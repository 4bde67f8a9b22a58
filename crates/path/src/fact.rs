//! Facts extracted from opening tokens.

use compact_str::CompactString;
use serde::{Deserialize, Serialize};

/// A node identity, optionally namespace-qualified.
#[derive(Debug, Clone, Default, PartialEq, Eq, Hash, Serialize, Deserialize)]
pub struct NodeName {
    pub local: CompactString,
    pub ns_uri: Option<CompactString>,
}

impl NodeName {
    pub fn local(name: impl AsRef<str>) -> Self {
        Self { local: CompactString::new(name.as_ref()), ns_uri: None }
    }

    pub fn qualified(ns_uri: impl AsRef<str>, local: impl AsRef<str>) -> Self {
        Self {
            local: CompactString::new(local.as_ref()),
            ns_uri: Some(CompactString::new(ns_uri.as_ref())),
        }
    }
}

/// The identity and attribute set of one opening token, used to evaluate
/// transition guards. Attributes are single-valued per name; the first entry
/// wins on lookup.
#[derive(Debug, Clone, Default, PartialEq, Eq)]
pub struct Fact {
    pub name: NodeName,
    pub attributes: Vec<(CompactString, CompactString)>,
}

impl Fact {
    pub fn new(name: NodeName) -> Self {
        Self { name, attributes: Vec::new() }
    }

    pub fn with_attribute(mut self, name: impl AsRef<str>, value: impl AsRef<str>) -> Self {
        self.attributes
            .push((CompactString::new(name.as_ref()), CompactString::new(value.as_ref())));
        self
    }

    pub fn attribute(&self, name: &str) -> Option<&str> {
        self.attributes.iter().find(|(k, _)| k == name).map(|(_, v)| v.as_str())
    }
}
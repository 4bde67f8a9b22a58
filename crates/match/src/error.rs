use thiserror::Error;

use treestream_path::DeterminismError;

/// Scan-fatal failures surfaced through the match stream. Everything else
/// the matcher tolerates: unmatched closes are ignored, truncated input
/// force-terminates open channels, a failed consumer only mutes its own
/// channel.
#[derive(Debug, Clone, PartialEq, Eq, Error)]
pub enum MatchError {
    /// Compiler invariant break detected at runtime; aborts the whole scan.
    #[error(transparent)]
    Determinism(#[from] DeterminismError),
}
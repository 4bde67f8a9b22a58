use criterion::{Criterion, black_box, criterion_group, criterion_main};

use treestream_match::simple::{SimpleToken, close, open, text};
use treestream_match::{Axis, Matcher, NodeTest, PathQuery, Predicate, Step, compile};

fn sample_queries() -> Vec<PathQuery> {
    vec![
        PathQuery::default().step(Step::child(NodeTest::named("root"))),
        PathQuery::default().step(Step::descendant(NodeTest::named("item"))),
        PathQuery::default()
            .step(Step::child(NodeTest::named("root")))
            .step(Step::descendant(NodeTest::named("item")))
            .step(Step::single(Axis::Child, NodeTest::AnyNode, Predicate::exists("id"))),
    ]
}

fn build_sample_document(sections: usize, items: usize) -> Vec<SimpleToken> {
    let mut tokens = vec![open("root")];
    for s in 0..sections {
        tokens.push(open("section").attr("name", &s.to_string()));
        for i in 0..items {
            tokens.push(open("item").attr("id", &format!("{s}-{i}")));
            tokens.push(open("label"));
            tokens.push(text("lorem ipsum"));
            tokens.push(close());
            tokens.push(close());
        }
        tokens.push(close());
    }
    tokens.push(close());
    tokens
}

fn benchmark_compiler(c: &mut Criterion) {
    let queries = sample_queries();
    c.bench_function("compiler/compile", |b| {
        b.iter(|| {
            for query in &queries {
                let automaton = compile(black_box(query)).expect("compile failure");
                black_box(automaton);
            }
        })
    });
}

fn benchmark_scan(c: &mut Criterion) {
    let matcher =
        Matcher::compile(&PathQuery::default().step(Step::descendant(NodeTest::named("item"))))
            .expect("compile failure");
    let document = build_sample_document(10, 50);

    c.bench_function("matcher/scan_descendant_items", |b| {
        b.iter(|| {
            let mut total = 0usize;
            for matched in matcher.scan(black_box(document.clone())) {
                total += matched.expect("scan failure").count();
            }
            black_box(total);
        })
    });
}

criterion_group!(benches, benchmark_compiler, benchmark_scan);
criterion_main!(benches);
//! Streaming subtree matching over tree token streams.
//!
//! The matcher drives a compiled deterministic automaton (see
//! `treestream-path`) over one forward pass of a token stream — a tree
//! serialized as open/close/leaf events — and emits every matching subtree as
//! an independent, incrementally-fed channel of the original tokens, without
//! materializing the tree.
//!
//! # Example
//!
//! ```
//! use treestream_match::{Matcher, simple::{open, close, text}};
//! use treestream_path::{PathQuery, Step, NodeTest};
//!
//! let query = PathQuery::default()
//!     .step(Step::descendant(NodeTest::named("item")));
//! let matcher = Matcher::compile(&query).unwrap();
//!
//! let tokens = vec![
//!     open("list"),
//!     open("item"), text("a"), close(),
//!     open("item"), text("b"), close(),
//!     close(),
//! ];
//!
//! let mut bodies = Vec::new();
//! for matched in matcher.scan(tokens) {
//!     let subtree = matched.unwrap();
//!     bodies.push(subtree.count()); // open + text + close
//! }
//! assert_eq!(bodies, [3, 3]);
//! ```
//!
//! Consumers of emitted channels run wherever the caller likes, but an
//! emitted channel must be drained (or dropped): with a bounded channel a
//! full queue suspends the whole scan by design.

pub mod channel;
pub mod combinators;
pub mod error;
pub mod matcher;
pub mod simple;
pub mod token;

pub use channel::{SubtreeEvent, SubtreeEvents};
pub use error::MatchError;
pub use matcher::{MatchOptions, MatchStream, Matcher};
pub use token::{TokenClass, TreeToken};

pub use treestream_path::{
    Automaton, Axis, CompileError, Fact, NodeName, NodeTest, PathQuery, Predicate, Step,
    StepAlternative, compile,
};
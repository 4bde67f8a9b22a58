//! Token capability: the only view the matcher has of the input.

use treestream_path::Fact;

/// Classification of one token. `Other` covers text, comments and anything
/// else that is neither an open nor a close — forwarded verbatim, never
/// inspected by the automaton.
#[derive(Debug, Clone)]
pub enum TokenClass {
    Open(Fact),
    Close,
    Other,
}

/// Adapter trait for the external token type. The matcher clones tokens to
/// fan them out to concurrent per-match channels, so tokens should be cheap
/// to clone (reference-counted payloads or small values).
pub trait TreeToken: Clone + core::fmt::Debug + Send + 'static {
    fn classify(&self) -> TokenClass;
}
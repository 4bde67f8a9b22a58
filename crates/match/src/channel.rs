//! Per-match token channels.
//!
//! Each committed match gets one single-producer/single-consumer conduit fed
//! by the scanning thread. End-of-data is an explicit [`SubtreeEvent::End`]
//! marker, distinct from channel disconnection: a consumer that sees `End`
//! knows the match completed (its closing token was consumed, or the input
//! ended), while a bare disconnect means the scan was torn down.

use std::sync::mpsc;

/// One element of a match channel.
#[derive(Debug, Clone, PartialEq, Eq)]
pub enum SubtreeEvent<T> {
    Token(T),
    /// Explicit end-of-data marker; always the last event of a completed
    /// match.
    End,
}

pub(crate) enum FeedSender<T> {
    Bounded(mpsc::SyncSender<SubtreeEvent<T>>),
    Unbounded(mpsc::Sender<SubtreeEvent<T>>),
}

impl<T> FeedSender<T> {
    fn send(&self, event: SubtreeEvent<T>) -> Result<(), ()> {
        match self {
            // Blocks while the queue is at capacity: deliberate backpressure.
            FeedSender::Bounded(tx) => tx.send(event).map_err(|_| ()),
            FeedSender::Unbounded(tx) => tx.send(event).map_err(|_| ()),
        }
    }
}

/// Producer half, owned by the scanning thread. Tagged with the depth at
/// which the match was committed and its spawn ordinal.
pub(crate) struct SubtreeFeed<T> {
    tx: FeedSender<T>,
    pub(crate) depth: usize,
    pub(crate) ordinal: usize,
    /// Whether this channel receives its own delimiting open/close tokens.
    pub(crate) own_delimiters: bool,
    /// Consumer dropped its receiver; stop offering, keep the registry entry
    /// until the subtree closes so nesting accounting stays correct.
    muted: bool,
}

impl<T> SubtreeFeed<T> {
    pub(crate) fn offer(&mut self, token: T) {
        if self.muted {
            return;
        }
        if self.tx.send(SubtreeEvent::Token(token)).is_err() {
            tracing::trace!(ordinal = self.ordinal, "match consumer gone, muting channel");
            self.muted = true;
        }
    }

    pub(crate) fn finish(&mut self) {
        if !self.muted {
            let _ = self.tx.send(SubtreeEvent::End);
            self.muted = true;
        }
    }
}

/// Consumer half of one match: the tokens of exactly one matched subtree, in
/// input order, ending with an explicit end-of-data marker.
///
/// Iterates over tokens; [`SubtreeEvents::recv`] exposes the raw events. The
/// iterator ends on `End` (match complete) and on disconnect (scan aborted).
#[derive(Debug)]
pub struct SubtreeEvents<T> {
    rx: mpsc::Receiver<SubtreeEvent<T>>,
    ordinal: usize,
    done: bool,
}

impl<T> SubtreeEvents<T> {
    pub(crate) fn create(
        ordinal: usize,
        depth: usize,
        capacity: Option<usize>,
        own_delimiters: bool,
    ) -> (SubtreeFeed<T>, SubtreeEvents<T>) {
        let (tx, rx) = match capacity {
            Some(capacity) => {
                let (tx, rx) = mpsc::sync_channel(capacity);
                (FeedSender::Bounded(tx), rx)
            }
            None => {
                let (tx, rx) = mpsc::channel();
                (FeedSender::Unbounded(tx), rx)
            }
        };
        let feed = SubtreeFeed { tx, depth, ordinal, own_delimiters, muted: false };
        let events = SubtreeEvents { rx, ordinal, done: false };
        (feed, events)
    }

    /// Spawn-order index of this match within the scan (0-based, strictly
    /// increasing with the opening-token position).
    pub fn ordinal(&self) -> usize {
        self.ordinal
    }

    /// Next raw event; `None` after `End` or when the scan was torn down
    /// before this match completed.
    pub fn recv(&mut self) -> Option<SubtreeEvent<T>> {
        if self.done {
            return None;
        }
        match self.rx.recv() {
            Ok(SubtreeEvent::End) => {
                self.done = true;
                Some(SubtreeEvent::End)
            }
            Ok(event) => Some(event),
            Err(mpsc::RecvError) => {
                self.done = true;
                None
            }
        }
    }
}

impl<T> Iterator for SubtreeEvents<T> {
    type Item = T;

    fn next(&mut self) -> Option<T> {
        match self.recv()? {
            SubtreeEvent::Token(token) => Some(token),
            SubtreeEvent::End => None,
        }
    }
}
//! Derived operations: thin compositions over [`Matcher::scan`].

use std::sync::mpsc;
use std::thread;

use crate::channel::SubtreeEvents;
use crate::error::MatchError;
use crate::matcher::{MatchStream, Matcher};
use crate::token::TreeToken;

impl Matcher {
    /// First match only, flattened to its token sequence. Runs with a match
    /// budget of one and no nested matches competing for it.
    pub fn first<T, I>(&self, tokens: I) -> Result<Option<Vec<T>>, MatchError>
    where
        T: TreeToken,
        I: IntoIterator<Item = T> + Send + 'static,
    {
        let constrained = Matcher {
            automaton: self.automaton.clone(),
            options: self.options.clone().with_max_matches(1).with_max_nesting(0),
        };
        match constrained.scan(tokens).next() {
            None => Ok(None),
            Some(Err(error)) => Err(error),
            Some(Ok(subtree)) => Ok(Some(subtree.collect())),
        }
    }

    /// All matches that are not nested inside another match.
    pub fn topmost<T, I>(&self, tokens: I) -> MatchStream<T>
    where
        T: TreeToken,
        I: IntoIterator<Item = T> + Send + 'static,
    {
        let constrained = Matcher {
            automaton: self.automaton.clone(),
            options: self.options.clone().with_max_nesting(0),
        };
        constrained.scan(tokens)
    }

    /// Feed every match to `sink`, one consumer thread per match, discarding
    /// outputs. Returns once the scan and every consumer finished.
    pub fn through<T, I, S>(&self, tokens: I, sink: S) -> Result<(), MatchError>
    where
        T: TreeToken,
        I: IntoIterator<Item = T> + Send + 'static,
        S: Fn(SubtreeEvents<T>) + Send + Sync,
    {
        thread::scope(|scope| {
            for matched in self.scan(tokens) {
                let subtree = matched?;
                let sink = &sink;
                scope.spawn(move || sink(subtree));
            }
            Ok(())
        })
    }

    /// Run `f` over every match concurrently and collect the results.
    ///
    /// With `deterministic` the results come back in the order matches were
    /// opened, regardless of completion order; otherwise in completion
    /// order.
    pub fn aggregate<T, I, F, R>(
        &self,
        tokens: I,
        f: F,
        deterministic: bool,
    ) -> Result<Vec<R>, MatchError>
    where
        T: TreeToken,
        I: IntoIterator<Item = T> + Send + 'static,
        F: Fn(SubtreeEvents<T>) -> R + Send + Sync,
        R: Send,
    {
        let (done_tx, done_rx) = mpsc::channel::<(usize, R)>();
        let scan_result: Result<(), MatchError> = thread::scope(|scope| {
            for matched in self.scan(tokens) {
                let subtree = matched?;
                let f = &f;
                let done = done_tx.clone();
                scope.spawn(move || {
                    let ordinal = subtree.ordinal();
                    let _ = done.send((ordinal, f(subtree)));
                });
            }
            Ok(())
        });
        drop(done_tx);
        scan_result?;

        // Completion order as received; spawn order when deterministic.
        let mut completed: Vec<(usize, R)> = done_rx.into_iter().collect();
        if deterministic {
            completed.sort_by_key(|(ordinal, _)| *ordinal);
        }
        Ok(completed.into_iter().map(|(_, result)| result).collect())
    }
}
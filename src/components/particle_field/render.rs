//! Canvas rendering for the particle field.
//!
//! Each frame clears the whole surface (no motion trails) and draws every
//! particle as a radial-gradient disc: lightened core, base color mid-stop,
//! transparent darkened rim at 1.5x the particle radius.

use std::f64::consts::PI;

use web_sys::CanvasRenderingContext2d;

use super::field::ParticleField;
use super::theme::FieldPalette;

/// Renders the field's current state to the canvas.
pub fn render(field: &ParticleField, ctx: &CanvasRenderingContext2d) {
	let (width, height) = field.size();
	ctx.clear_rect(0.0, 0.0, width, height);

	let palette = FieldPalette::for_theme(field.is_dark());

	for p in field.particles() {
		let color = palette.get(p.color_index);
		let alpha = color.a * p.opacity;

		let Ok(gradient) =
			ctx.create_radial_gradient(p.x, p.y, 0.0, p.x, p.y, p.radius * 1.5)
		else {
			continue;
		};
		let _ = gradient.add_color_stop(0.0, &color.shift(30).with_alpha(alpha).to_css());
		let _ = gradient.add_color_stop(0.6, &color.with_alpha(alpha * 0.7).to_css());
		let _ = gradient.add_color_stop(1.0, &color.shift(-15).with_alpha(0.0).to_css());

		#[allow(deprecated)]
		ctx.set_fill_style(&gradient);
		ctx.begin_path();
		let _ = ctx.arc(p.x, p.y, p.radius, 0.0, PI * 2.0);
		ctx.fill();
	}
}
- - -
_Your objective_. Retype the listing above, word for word, from its first line to the line containing "pub fn new(name: NodeName)", both ends included.

_Answer area_.
repository 4bde67f8a9b22a58
filename crates/path/src/fact.rs
//! Facts extracted from opening tokens.

use compact_str::CompactString;
use serde::{Deserialize, Serialize};

/// A node identity, optionally namespace-qualified.
#[derive(Debug, Clone, Default, PartialEq, Eq, Hash, Serialize, Deserialize)]
pub struct NodeName {
    pub local: CompactString,
    pub ns_uri: Option<CompactString>,
}

impl NodeName {
    pub fn local(name: impl AsRef<str>) -> Self {
        Self { local: CompactString::new(name.as_ref()), ns_uri: None }
    }

    pub fn qualified(ns_uri: impl AsRef<str>, local: impl AsRef<str>) -> Self {
        Self {
            local: CompactString::new(local.as_ref()),
            ns_uri: Some(CompactString::new(ns_uri.as_ref())),
        }
    }
}

/// The identity and attribute set of one opening token, used to evaluate
/// transition guards. Attributes are single-valued per name; the first entry
/// wins on lookup.
#[derive(Debug, Clone, Default, PartialEq, Eq)]
pub struct Fact {
    pub name: NodeName,
    pub attributes: Vec<(CompactString, CompactString)>,
}

impl Fact {
    pub fn new(name: NodeName) -> Self {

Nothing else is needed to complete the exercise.